§ WHAT THE TASK REQUIRES:
Beginning with the line that contains "OCR inference, post-processed." in the material below, print each line exactly until the line that contains "max = logits.iter().copied().fold(f32::NEG_INFINITY, f32::max);" has been printed, then stop.

* * * *

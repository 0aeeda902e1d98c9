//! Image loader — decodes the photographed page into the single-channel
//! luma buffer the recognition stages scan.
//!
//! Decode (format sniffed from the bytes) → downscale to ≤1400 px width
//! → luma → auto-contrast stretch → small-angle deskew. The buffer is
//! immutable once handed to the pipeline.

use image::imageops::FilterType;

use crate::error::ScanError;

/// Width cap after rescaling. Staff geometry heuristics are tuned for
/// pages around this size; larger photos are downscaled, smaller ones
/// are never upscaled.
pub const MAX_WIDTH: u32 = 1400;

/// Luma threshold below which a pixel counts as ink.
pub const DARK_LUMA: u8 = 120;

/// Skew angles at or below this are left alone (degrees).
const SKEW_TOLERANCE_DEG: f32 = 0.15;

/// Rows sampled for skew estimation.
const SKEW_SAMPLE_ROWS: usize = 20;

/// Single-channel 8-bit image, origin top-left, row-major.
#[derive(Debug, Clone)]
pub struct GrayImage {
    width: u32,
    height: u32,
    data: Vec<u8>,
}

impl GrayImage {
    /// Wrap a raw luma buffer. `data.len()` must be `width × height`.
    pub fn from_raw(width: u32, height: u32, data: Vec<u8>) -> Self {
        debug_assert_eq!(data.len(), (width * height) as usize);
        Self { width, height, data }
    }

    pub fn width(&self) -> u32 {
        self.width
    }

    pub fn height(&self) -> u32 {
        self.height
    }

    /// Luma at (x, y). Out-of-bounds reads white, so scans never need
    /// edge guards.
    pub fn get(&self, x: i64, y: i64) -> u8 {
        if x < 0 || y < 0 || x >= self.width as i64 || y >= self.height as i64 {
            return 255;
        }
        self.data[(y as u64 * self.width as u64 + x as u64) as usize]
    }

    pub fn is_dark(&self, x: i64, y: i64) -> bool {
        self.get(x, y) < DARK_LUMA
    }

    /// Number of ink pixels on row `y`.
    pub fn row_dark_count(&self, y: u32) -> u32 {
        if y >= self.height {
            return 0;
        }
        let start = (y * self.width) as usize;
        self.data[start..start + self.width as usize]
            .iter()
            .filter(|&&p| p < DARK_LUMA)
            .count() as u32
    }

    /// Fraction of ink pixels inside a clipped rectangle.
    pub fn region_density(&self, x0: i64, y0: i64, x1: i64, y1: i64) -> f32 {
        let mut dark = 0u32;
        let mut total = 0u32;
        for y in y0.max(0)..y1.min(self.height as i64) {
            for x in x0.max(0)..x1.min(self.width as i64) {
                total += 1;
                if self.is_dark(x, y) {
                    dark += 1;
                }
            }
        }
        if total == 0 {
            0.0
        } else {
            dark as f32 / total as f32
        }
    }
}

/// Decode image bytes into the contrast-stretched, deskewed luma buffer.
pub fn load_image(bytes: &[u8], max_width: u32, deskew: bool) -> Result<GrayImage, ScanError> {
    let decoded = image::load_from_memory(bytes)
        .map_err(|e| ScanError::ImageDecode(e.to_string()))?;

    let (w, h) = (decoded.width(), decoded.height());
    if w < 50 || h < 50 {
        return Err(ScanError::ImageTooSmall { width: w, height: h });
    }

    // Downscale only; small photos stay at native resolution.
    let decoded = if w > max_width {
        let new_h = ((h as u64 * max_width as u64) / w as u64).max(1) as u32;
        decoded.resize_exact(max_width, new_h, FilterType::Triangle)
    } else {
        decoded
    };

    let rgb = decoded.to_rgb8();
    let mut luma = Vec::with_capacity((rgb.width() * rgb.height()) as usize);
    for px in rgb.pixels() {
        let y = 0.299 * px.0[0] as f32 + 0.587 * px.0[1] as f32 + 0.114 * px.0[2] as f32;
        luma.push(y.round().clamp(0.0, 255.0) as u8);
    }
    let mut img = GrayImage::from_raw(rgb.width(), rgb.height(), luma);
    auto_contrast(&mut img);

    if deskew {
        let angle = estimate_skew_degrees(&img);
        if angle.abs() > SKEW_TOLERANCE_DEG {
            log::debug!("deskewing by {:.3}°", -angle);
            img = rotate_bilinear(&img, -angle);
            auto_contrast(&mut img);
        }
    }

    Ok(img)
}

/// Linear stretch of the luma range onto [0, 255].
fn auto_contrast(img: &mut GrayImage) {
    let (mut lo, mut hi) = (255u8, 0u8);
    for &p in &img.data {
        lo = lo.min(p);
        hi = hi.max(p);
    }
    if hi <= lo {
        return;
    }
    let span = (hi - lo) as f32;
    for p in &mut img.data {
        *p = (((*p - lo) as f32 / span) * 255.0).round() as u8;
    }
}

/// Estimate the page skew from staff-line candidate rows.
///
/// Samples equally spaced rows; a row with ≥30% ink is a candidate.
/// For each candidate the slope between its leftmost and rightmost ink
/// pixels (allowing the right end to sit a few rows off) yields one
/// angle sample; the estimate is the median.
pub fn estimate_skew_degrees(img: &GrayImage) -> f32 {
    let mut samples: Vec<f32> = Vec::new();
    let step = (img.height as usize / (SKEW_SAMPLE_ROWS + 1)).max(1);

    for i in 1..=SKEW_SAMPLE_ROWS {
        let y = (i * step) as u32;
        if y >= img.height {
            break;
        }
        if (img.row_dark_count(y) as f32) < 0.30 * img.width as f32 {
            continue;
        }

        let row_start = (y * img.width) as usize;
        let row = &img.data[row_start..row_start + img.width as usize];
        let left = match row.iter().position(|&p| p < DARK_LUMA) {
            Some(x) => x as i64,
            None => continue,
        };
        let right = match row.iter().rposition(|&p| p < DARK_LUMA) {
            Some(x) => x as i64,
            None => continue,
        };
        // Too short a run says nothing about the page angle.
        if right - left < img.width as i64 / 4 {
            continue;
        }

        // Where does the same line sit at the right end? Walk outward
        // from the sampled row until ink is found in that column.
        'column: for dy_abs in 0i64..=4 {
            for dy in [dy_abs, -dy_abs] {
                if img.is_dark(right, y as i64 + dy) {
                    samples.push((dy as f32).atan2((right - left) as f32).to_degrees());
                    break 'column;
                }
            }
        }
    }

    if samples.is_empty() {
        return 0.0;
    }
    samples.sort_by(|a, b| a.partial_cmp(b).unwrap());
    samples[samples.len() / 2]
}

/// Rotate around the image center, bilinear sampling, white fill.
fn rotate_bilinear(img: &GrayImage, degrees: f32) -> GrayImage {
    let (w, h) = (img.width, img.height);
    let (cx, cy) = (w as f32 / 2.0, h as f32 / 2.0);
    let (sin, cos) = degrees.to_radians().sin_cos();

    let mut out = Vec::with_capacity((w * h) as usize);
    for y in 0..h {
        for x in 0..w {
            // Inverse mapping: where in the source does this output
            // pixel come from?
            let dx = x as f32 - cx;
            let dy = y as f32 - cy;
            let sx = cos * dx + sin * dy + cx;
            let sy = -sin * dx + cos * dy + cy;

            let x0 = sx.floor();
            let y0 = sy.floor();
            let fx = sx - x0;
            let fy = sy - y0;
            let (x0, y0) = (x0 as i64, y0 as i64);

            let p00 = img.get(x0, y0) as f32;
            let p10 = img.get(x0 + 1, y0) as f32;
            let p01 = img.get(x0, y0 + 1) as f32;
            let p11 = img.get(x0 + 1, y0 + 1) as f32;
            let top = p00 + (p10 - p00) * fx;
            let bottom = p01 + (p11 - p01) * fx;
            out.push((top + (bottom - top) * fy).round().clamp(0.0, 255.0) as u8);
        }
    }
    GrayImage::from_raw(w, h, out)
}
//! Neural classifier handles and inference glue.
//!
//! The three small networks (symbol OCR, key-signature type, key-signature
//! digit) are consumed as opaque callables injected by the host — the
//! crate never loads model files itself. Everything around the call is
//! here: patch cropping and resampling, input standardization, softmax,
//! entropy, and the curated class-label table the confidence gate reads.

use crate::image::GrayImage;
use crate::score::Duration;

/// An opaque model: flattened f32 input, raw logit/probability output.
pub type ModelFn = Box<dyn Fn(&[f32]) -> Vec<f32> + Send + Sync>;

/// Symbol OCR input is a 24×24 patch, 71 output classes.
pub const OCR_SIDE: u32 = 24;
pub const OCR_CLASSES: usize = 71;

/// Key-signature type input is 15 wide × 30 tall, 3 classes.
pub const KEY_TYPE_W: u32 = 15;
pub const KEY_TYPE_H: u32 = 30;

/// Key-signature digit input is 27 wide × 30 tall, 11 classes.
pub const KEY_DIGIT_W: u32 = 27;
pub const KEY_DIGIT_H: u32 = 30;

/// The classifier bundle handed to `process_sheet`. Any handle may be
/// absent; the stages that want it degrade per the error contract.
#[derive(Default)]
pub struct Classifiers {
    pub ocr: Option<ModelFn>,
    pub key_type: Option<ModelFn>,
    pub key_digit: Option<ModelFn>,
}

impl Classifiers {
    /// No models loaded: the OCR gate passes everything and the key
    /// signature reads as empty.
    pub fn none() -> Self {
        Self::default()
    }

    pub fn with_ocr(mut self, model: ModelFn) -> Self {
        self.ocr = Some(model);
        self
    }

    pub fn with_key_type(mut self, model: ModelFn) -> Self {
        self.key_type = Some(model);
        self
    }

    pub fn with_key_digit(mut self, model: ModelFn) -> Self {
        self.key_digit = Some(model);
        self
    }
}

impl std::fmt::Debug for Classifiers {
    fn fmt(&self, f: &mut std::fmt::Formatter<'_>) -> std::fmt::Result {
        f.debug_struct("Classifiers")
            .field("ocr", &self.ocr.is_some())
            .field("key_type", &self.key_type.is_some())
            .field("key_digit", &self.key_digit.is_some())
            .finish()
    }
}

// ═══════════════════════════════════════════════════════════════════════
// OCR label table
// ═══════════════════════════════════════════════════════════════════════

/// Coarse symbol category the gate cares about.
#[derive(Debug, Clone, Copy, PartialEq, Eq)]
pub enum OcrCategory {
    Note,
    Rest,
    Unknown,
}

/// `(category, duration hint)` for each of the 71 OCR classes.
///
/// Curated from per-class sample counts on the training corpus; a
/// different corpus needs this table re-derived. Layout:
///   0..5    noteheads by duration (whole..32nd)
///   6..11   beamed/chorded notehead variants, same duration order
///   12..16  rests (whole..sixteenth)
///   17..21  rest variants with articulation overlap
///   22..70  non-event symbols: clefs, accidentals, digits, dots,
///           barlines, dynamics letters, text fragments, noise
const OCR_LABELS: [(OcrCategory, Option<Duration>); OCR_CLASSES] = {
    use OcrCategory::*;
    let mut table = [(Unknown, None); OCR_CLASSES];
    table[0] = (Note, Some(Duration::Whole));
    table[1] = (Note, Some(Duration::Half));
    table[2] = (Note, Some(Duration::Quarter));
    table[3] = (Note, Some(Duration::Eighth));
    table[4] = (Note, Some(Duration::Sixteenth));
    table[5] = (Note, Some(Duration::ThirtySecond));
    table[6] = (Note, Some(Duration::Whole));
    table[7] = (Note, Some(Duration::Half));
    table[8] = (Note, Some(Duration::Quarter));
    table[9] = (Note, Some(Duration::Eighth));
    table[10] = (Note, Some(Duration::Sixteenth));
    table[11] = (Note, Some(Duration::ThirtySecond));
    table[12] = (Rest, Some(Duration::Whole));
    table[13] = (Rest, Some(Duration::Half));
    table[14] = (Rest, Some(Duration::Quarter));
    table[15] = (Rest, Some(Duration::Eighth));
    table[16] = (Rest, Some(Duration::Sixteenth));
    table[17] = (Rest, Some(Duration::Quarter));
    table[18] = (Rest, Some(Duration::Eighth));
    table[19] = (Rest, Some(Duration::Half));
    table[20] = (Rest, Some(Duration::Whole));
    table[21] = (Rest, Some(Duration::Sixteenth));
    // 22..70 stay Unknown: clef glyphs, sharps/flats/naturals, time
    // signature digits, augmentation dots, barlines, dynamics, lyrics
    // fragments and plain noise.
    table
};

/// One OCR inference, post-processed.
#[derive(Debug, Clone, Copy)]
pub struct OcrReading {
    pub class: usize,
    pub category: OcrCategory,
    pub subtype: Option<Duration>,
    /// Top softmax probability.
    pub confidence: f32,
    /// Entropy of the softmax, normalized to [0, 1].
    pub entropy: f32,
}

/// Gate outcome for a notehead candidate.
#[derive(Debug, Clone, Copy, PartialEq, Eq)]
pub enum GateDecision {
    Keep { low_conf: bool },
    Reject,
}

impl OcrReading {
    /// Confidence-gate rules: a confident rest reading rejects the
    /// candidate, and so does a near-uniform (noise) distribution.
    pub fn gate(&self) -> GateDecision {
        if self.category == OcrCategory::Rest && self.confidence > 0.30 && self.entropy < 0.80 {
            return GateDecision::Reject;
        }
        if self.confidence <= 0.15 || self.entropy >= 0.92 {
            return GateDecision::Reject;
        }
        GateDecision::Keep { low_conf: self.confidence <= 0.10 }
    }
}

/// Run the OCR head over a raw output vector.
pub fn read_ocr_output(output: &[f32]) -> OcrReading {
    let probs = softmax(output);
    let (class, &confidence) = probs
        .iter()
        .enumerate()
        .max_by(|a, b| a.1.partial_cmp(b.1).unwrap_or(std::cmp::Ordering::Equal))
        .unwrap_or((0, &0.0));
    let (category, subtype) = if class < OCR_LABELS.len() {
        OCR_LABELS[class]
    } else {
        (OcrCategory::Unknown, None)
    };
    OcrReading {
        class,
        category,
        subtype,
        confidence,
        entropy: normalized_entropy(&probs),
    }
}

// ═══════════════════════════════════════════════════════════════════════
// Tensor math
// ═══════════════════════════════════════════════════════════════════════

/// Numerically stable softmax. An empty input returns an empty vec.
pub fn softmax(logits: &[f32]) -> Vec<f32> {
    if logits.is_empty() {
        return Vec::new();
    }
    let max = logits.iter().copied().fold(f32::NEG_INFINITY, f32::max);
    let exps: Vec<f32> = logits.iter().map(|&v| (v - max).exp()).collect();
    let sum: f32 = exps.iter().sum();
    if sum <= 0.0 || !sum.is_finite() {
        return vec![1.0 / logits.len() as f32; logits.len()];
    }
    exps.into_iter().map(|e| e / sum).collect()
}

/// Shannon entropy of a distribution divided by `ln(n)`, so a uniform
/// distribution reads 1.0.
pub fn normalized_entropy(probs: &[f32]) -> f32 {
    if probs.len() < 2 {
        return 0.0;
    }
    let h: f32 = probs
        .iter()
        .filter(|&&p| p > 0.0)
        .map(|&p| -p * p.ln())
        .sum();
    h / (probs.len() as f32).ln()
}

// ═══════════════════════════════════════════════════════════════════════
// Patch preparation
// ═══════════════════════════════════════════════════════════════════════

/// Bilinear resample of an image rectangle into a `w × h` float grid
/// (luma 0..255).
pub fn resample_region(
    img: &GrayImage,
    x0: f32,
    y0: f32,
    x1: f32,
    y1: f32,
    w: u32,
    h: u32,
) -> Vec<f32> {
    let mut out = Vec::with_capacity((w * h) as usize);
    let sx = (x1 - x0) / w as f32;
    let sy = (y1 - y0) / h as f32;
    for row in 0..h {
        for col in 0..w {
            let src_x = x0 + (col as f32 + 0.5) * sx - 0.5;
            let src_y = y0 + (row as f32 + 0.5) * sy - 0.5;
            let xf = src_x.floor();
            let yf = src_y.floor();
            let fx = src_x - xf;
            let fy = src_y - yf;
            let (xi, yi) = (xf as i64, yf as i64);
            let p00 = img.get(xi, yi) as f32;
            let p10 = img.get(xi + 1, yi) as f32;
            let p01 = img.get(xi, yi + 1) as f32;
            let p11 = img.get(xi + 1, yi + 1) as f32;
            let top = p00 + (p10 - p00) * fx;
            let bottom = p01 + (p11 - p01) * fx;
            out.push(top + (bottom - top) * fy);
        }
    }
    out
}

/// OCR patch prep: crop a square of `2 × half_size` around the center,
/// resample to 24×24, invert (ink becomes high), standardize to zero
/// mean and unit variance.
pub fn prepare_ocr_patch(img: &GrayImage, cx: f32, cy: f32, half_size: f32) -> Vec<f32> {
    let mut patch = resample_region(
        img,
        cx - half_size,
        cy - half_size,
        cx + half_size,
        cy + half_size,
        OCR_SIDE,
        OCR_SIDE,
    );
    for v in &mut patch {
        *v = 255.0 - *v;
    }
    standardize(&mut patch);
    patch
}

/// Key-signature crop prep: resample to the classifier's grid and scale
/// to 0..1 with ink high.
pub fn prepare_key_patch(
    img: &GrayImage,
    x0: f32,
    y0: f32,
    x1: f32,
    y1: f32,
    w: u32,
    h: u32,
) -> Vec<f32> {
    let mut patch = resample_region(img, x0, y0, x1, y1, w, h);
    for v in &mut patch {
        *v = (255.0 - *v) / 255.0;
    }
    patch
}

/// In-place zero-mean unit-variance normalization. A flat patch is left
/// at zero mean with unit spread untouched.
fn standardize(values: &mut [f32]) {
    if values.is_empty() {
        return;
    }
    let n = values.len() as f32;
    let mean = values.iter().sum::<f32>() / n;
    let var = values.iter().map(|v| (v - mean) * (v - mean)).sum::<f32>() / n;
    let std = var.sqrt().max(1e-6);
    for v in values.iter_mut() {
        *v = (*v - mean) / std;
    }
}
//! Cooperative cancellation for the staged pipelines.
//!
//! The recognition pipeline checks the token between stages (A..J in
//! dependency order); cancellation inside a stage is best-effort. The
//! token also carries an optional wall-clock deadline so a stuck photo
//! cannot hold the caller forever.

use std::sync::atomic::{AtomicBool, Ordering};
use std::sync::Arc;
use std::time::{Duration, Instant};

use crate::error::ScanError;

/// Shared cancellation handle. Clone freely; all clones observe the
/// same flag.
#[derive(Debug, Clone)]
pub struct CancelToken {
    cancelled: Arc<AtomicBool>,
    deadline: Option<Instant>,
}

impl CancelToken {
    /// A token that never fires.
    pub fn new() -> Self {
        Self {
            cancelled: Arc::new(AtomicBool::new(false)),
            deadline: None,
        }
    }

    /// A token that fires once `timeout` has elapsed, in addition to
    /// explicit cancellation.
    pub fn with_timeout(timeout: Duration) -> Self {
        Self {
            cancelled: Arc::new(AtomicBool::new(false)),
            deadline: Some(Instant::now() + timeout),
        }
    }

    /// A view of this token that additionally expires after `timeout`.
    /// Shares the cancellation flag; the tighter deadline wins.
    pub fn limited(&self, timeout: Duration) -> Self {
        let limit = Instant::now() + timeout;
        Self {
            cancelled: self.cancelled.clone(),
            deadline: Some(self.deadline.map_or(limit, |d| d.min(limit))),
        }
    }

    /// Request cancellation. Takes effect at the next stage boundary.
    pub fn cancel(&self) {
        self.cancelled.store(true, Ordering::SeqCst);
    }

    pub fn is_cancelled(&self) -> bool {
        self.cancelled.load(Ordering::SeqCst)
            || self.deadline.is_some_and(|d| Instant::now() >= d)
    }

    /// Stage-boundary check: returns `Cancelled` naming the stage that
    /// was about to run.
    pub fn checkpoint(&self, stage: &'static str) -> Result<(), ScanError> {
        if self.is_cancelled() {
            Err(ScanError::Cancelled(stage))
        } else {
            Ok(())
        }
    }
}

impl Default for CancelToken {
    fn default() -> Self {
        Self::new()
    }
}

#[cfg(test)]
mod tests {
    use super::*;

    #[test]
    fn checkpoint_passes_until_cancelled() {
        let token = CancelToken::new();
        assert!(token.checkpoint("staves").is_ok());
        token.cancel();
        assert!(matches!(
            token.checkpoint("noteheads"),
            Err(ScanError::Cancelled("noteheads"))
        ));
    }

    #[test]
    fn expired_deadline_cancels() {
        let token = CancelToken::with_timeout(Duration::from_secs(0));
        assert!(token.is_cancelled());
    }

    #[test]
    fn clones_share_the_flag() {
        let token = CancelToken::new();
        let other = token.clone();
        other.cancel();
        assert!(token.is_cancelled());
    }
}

* * * *

§ WRITTEN ANSWER:
/// One OCR inference, post-processed.
#[derive(Debug, Clone, Copy)]
pub struct OcrReading {
    pub class: usize,
    pub category: OcrCategory,
    pub subtype: Option<Duration>,
    /// Top softmax probability.
    pub confidence: f32,
    /// Entropy of the softmax, normalized to [0, 1].
    pub entropy: f32,
}

/// Gate outcome for a notehead candidate.
#[derive(Debug, Clone, Copy, PartialEq, Eq)]
pub enum GateDecision {
    Keep { low_conf: bool },
    Reject,
}

impl OcrReading {
    /// Confidence-gate rules: a confident rest reading rejects the
    /// candidate, and so does a near-uniform (noise) distribution.
    pub fn gate(&self) -> GateDecision {
        if self.category == OcrCategory::Rest && self.confidence > 0.30 && self.entropy < 0.80 {
            return GateDecision::Reject;
        }
        if self.confidence <= 0.15 || self.entropy >= 0.92 {
            return GateDecision::Reject;
        }
        GateDecision::Keep { low_conf: self.confidence <= 0.10 }
    }
}

/// Run the OCR head over a raw output vector.
pub fn read_ocr_output(output: &[f32]) -> OcrReading {
    let probs = softmax(output);
    let (class, &confidence) = probs
        .iter()
        .enumerate()
        .max_by(|a, b| a.1.partial_cmp(b.1).unwrap_or(std::cmp::Ordering::Equal))
        .unwrap_or((0, &0.0));
    let (category, subtype) = if class < OCR_LABELS.len() {
        OCR_LABELS[class]
    } else {
        (OcrCategory::Unknown, None)
    };
    OcrReading {
        class,
        category,
        subtype,
        confidence,
        entropy: normalized_entropy(&probs),
    }
}

// ═══════════════════════════════════════════════════════════════════════
// Tensor math
// ═══════════════════════════════════════════════════════════════════════

/// Numerically stable softmax. An empty input returns an empty vec.
pub fn softmax(logits: &[f32]) -> Vec<f32> {
    if logits.is_empty() {
        return Vec::new();
    }
    let max = logits.iter().copied().fold(f32::NEG_INFINITY, f32::max);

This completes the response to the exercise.